2. It was hurting my writing
Not to mention, I don’t know very many writers that have large Instagram followings. As my husband finally told me, there’s a big difference between bloggers and writers. And I’m not a blogger. I’m not trying to make money from my Instagram account or my blog. I have a job as a professional writer. The only point in having any kind of following at all is so that people read my articles and eventually my books.
And yet, as I started looking up every single one of my favorite authors: Anne Rice, Dan Brown, Diana Gabaldon, I realized that none of them were active on Instagram (or any social media platform for that matter). In fact, they all live pretty introverted lives. They focus on their writing. And that’s about it.
In fact, most authors do everything they can to steer clear of any and all distractions from their work. George R.R. Martin is said to write his books on an internet-less computer with no other software program loaded to it except the one he uses to write. Patrick Rothfuss doesn’t even have a phone.
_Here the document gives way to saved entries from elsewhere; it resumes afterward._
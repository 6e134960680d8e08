//! Комментарии поста: лента плюс изменения с каноническими ответами сервера.

use std::collections::HashSet;
use std::sync::{Arc, Mutex, PoisonError};

use async_trait::async_trait;
use tracing::debug;

use crate::drafts::CommentDraft;
use crate::error::{ClientError, ClientResult};
use crate::feed::{FeedLoader, LoadOutcome};
use crate::models::Comment;

/// Изменяющие операции с комментариями на сервере.
#[async_trait]
pub trait CommentService: Send + Sync {
    /// Создаёт комментарий.
    async fn create_comment(&self, post_id: i64, draft: &CommentDraft) -> ClientResult<Comment>;
    /// Редактирует комментарий.
    async fn update_comment(
        &self,
        post_id: i64,
        comment_id: i64,
        draft: &CommentDraft,
    ) -> ClientResult<Comment>;
    /// Удаляет комментарий.
    async fn delete_comment(&self, post_id: i64, comment_id: i64) -> ClientResult<()>;
}

#[derive(Debug, Clone, PartialEq)]
/// Итог изменения.
pub enum MutationOutcome<T> {
    /// Сервер принял изменение; локальная лента обновлена его ответом.
    Applied(T),
    /// Такое же изменение ещё выполняется; вызов проигнорирован.
    Busy,
}

#[derive(Debug, Clone, Copy, PartialEq, Eq, Hash)]
enum CommentOp {
    Submit,
    Edit(i64),
    Delete(i64),
}

struct OpGuard<'a> {
    pending: &'a Mutex<HashSet<CommentOp>>,
    op: CommentOp,
}

impl Drop for OpGuard<'_> {
    fn drop(&mut self) {
        self.pending
            .lock()
            .unwrap_or_else(PoisonError::into_inner)
            .remove(&self.op);
    }
}

#[derive(Clone)]
/// Комментарии одного поста.
pub struct CommentThread {
    post_id: i64,
    feed: FeedLoader<Comment>,
    service: Arc<dyn CommentService>,
    pending: Arc<Mutex<HashSet<CommentOp>>>,
    last_error: Arc<Mutex<Option<String>>>,
}

impl std::fmt::Debug for CommentThread {
    fn fmt(&self, f: &mut std::fmt::Formatter<'_>) -> std::fmt::Result {
        f.debug_struct("CommentThread")
            .field("post_id", &self.post_id)
            .field("feed", &self.feed)
            .finish()
    }
}

impl CommentThread {
    /// Создаёт ветку комментариев поверх ленты `feed`.
    ///
    /// Лента получает ключ `id`: после отправки или удаления страницы сервера
    /// сдвигаются, и догрузка не должна дублировать или терять комментарии.
    pub fn new(post_id: i64, feed: FeedLoader<Comment>, service: Arc<dyn CommentService>) -> Self {
        Self {
            post_id,
            feed: feed.with_key(|comment| comment.id),
            service,
            pending: Arc::new(Mutex::new(HashSet::new())),
            last_error: Arc::new(Mutex::new(None)),
        }
    }

    /// Идентификатор поста.
    pub fn post_id(&self) -> i64 {
        self.post_id
    }

    /// Лента комментариев.
    pub fn feed(&self) -> &FeedLoader<Comment> {
        &self.feed
    }

    /// Загружает первую страницу комментариев.
    pub async fn load(&self) -> ClientResult<LoadOutcome> {
        self.feed.refresh().await
    }

    /// Догружает следующую страницу комментариев.
    pub async fn load_more(&self) -> ClientResult<LoadOutcome> {
        self.feed.load_more().await
    }

    /// Загруженные комментарии.
    pub fn comments(&self) -> Vec<Comment> {
        self.feed.items()
    }

    /// Сообщение о последней ошибке изменения.
    pub fn error(&self) -> Option<String> {
        self.last_error
            .lock()
            .unwrap_or_else(PoisonError::into_inner)
            .clone()
    }

    /// Отправляет новый комментарий. Пустой текст отклоняется до сети.
    pub async fn submit(&self, content: &str) -> ClientResult<MutationOutcome<Comment>> {
        let draft = CommentDraft::new(content)?;
        let Some(_guard) = self.begin(CommentOp::Submit) else {
            return Ok(MutationOutcome::Busy);
        };

        debug!(post_id = self.post_id, "submit comment");
        let comment = self
            .track(self.service.create_comment(self.post_id, &draft).await)?;

        self.feed
            .update_items(|items| items.insert(0, comment.clone()));
        self.feed.adjust_total(1);
        Ok(MutationOutcome::Applied(comment))
    }

    /// Редактирует комментарий и заменяет его версией сервера.
    pub async fn edit(
        &self,
        comment_id: i64,
        content: &str,
    ) -> ClientResult<MutationOutcome<Comment>> {
        let draft = CommentDraft::new(content)?;
        let Some(_guard) = self.begin(CommentOp::Edit(comment_id)) else {
            return Ok(MutationOutcome::Busy);
        };

        debug!(post_id = self.post_id, comment_id, "edit comment");
        let updated = self.track(
            self.service
                .update_comment(self.post_id, comment_id, &draft)
                .await,
        )?;

        self.feed.update_items(|items| {
            if let Some(slot) = items.iter_mut().find(|c| c.id == comment_id) {
                *slot = updated.clone();
            }
        });
        Ok(MutationOutcome::Applied(updated))
    }

    /// Удаляет комментарий и убирает его из ленты.
    pub async fn delete(&self, comment_id: i64) -> ClientResult<MutationOutcome<()>> {
        let Some(_guard) = self.begin(CommentOp::Delete(comment_id)) else {
            return Ok(MutationOutcome::Busy);
        };

        debug!(post_id = self.post_id, comment_id, "delete comment");
        self.track(self.service.delete_comment(self.post_id, comment_id).await)?;

        let removed = self.feed.update_items(|items| {
            let before = items.len();
            items.retain(|c| c.id != comment_id);
            before != items.len()
        });
        if removed {
            self.feed.adjust_total(-1);
            self.feed.rewind_page();
        }
        Ok(MutationOutcome::Applied(()))
    }

    fn begin(&self, op: CommentOp) -> Option<OpGuard<'_>> {
        let inserted = self
            .pending
            .lock()
            .unwrap_or_else(PoisonError::into_inner)
            .insert(op);
        inserted.then_some(OpGuard {
            pending: &self.pending,
            op,
        })
    }

    fn track<T>(&self, result: ClientResult<T>) -> ClientResult<T> {
        let mut last_error = self.last_error.lock().unwrap_or_else(PoisonError::into_inner);
        *last_error = result.as_ref().err().map(ClientError::to_string);
        result
    }
}

#[cfg(test)]
mod tests {
    use super::*;
    use crate::feed::{PageRequest, PageSource};
    use crate::models::Page;
    use chrono::{TimeZone, Utc};
    use std::sync::atomic::{AtomicI64, AtomicUsize, Ordering};

    fn comment(id: i64, content: &str) -> Comment {
        let ts = Utc.timestamp_opt(1_700_000_000 + id, 0).single().expect("valid ts");
        Comment {
            id,
            post_id: 1,
            user_id: 2,
            content: content.to_string(),
            created_at: ts,
            updated_at: ts,
            user: None,
        }
    }

    struct FakeServer {
        comments: Mutex<Vec<Comment>>,
        next_id: AtomicI64,
        calls: AtomicUsize,
        fail: Mutex<bool>,
    }

    impl FakeServer {
        fn with(comments: Vec<Comment>) -> Arc<Self> {
            Arc::new(Self {
                next_id: AtomicI64::new(100),
                comments: Mutex::new(comments),
                calls: AtomicUsize::new(0),
                fail: Mutex::new(false),
            })
        }

        fn check(&self) -> ClientResult<()> {
            self.calls.fetch_add(1, Ordering::SeqCst);
            if *self.fail.lock().expect("lock") {
                return Err(ClientError::Forbidden);
            }
            Ok(())
        }
    }

    #[async_trait]
    impl PageSource<Comment> for FakeServer {
        async fn fetch_page(&self, request: &PageRequest) -> ClientResult<Page<Comment>> {
            // новые сверху, как на сервере
            let all = self.comments.lock().expect("lock").clone();
            let per_page = request.per_page as usize;
            let start = (request.page as usize - 1) * per_page;
            Ok(Page {
                total: all.len() as u64,
                last_page: all.len().div_ceil(per_page).max(1) as u32,
                data: all.into_iter().skip(start).take(per_page).collect(),
                current_page: request.page,
                per_page: Some(request.per_page),
            })
        }
    }

    #[async_trait]
    impl CommentService for FakeServer {
        async fn create_comment(&self, _post_id: i64, draft: &CommentDraft) -> ClientResult<Comment> {
            self.check()?;
            tokio::task::yield_now().await;
            let id = self.next_id.fetch_add(1, Ordering::SeqCst);
            // сервер экранирует и сохраняет по-своему
            let saved = comment(id, &format!("{} (saved)", draft.content));
            self.comments.lock().expect("lock").insert(0, saved.clone());
            Ok(saved)
        }

        async fn update_comment(
            &self,
            _post_id: i64,
            comment_id: i64,
            draft: &CommentDraft,
        ) -> ClientResult<Comment> {
            self.check()?;
            Ok(comment(comment_id, &format!("{} (edited)", draft.content)))
        }

        async fn delete_comment(&self, _post_id: i64, comment_id: i64) -> ClientResult<()> {
            self.check()?;
            self.comments.lock().expect("lock").retain(|c| c.id != comment_id);
            Ok(())
        }
    }

    async fn thread(server: &Arc<FakeServer>) -> CommentThread {
        paged_thread(server, 10).await
    }

    async fn paged_thread(server: &Arc<FakeServer>, per_page: u32) -> CommentThread {
        let source: Arc<dyn PageSource<Comment>> = server.clone();
        let service: Arc<dyn CommentService> = server.clone();
        let thread = CommentThread::new(1, FeedLoader::new(source, per_page), service);
        thread.load().await.expect("initial load");
        thread
    }

    fn newest_first(ids: &[i64]) -> Arc<FakeServer> {
        FakeServer::with(ids.iter().map(|&id| comment(id, "text")).collect())
    }

    fn ids(thread: &CommentThread) -> Vec<i64> {
        thread.comments().iter().map(|c| c.id).collect()
    }

    #[tokio::test]
    async fn empty_comment_is_rejected_before_network() {
        let server = FakeServer::with(vec![]);
        let thread = thread(&server).await;

        let result = thread.submit("   ").await;

        assert!(matches!(result, Err(ClientError::Validation { .. })));
        assert_eq!(server.calls.load(Ordering::SeqCst), 0);
    }

    #[tokio::test]
    async fn submit_prepends_server_comment() {
        let server = FakeServer::with(vec![comment(1, "first")]);
        let thread = thread(&server).await;

        let outcome = thread.submit("hello").await.expect("submit");

        let MutationOutcome::Applied(created) = outcome else {
            panic!("expected applied outcome");
        };
        assert_eq!(created.content, "hello (saved)");
        let comments = thread.comments();
        assert_eq!(comments[0], created);
        assert_eq!(comments.len(), 2);
        assert_eq!(thread.feed().cursor().map(|c| c.total()), Some(2));
    }

    #[tokio::test]
    async fn double_submit_is_ignored_while_pending() {
        let server = FakeServer::with(vec![]);
        let thread = thread(&server).await;

        let (first, second) = tokio::join!(thread.submit("a"), thread.submit("b"));

        assert!(matches!(first, Ok(MutationOutcome::Applied(_))));
        assert!(matches!(second, Ok(MutationOutcome::Busy)));
        assert_eq!(thread.comments().len(), 1);
    }

    #[tokio::test]
    async fn edit_replaces_entry_with_server_version() {
        let server = FakeServer::with(vec![comment(1, "first"), comment(2, "second")]);
        let thread = thread(&server).await;

        thread.edit(2, "changed").await.expect("edit");

        let comments = thread.comments();
        assert_eq!(comments[1].content, "changed (edited)");
        assert_eq!(comments[0].content, "first");
    }

    #[tokio::test]
    async fn delete_removes_entry_and_decrements_total() {
        let server = FakeServer::with(vec![comment(1, "first"), comment(2, "second")]);
        let thread = thread(&server).await;

        thread.delete(1).await.expect("delete");

        assert_eq!(thread.comments().iter().map(|c| c.id).collect::<Vec<_>>(), vec![2]);
        assert_eq!(thread.feed().cursor().map(|c| c.total()), Some(1));
    }

    #[tokio::test]
    async fn failed_mutation_leaves_list_untouched() {
        let server = FakeServer::with(vec![comment(1, "first")]);
        let thread = thread(&server).await;
        *server.fail.lock().expect("lock") = true;

        assert!(thread.edit(1, "changed").await.is_err());
        assert!(thread.delete(1).await.is_err());

        assert_eq!(thread.comments(), vec![comment(1, "first")]);
        assert_eq!(thread.error().as_deref(), Some("forbidden"));
    }

    #[tokio::test]
    async fn load_more_after_submit_skips_shifted_comment() {
        let server = newest_first(&[4, 3, 2, 1]);
        let thread = paged_thread(&server, 2).await;
        assert_eq!(ids(&thread), vec![4, 3]);

        thread.submit("new").await.expect("submit");
        let outcome = thread.load_more().await.expect("page 2");

        assert_eq!(outcome, LoadOutcome::Loaded { added: 1 });
        assert_eq!(ids(&thread), vec![100, 4, 3, 2]);

        thread.load_more().await.expect("page 3");
        assert_eq!(ids(&thread), vec![100, 4, 3, 2, 1]);
        assert_eq!(thread.load_more().await.expect("done"), LoadOutcome::Exhausted);
    }

    #[tokio::test]
    async fn load_more_after_delete_keeps_shifted_comment() {
        let server = newest_first(&[4, 3, 2, 1]);
        let thread = paged_thread(&server, 2).await;

        thread.delete(4).await.expect("delete");
        thread.load_more().await.expect("refetch page 1");
        assert_eq!(ids(&thread), vec![3, 2]);

        thread.load_more().await.expect("page 2");
        assert_eq!(ids(&thread), vec![3, 2, 1]);
        assert_eq!(thread.load_more().await.expect("done"), LoadOutcome::Exhausted);
    }
}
He says his parents once had to take out a classified ad to reach him.
That’s when I realized two things. The first was that I didn’t need Instagram to be a successful writer. The second was that trying to be successful on Instagram was actually keeping me from being successful as a writer. By spending time each day trying to find moments to photograph, filter, and caption, I was taking away from time that could actually be spent writing my book.
3. It was hurting my social life
Another one of the things I really didn’t love about Instagram was how it affected my real life relationships. I have a lot of really good friends, and Instagram stories allowed me to see what was going on in those friends’ lives on a daily basis. That caused two negative reactions in my life. The first was that I could see when friends were hanging out without me and that hurt my feelings. The second was that my friends could see when I wasn’t hanging out with them and that hurt their feelings.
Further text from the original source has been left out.